**What you need to do**.
Return each line below holding the string "Debug".

**Stored items**.
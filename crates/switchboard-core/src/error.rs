use thiserror::Error;

#[derive(Debug, Error)]
pub enum SwitchboardError {
    #[error("Configuration error: {0}")]
    Config(String),

    #[error("Missing credentials for {platform}: {}", missing.join(", "))]
    MissingCredentials {
        platform: String,
        missing: Vec<&'static str>,
    },

    #[error("Serialization error: {0}")]
    Serialization(#[from] serde_json::Error),

    #[error("I/O error: {0}")]
    Io(#[from] std::io::Error),

    #[error("Internal error: {0}")]
    Internal(String),
}

impl SwitchboardError {
    /// Short error code string, stable across releases.
    pub fn code(&self) -> &'static str {
        match self {
            SwitchboardError::Config(_) => "CONFIG_ERROR",
            SwitchboardError::MissingCredentials { .. } => "MISSING_CREDENTIALS",
            SwitchboardError::Serialization(_) => "SERIALIZATION_ERROR",
            SwitchboardError::Io(_) => "IO_ERROR",
            SwitchboardError::Internal(_) => "INTERNAL_ERROR",
        }
    }
}

pub type Result<T> = std::result::Result<T, SwitchboardError>;
use serde::{Deserialize, Serialize};
use std::fmt;

pub const SLACK: &str = "slack";
pub const TELEGRAM: &str = "telegram";
pub const DISCORD: &str = "discord";
pub const FEISHU: &str = "feishu";
pub const WECOM: &str = "wecom";

/// Platform-qualified conversation key.
///
/// Format: `{platform}:{chat_id}`. The platform prefix keeps keys unique
/// across platforms, so `slack:U1` and `telegram:U1` never share settings
/// or a dispatch queue.
#[derive(Debug, Clone, PartialEq, Eq, Hash, PartialOrd, Ord, Serialize, Deserialize)]
#[serde(transparent)]
pub struct SessionKey(pub String);

impl SessionKey {
    pub fn for_chat(platform: &str, chat_id: &str) -> Self {
        Self(format!("{}:{}", platform, chat_id))
    }

    /// Parse a wire-format key. The chat part may itself contain colons.
    pub fn parse(s: &str) -> Option<Self> {
        let (platform, chat) = s.split_once(':')?;
        if platform.is_empty() || chat.is_empty() {
            return None;
        }
        Some(Self(s.to_string()))
    }

    /// The platform prefix (`"slack"` for `slack:U1`).
    pub fn platform(&self) -> &str {
        self.0.split_once(':').map(|(p, _)| p).unwrap_or(&self.0)
    }

    /// The platform-local chat identifier (`"U1"` for `slack:U1`).
    pub fn chat_id(&self) -> &str {
        self.0.split_once(':').map(|(_, c)| c).unwrap_or("")
    }

    pub fn as_str(&self) -> &str {
        &self.0
    }
}

impl fmt::Display for SessionKey {
    fn fmt(&self, f: &mut fmt::Formatter<'_>) -> fmt::Result {
        f.write_str(&self.0)
    }
}

impl From<&str> for SessionKey {
    fn from(s: &str) -> Self {
        Self(s.to_string())
    }
}

impl From<String> for SessionKey {
    fn from(s: String) -> Self {
        Self(s)
    }
}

**Solution to this problem**.
#[derive(Debug, Error)]
#[derive(Debug, Clone, PartialEq, Eq, Hash, PartialOrd, Ord, Serialize, Deserialize)]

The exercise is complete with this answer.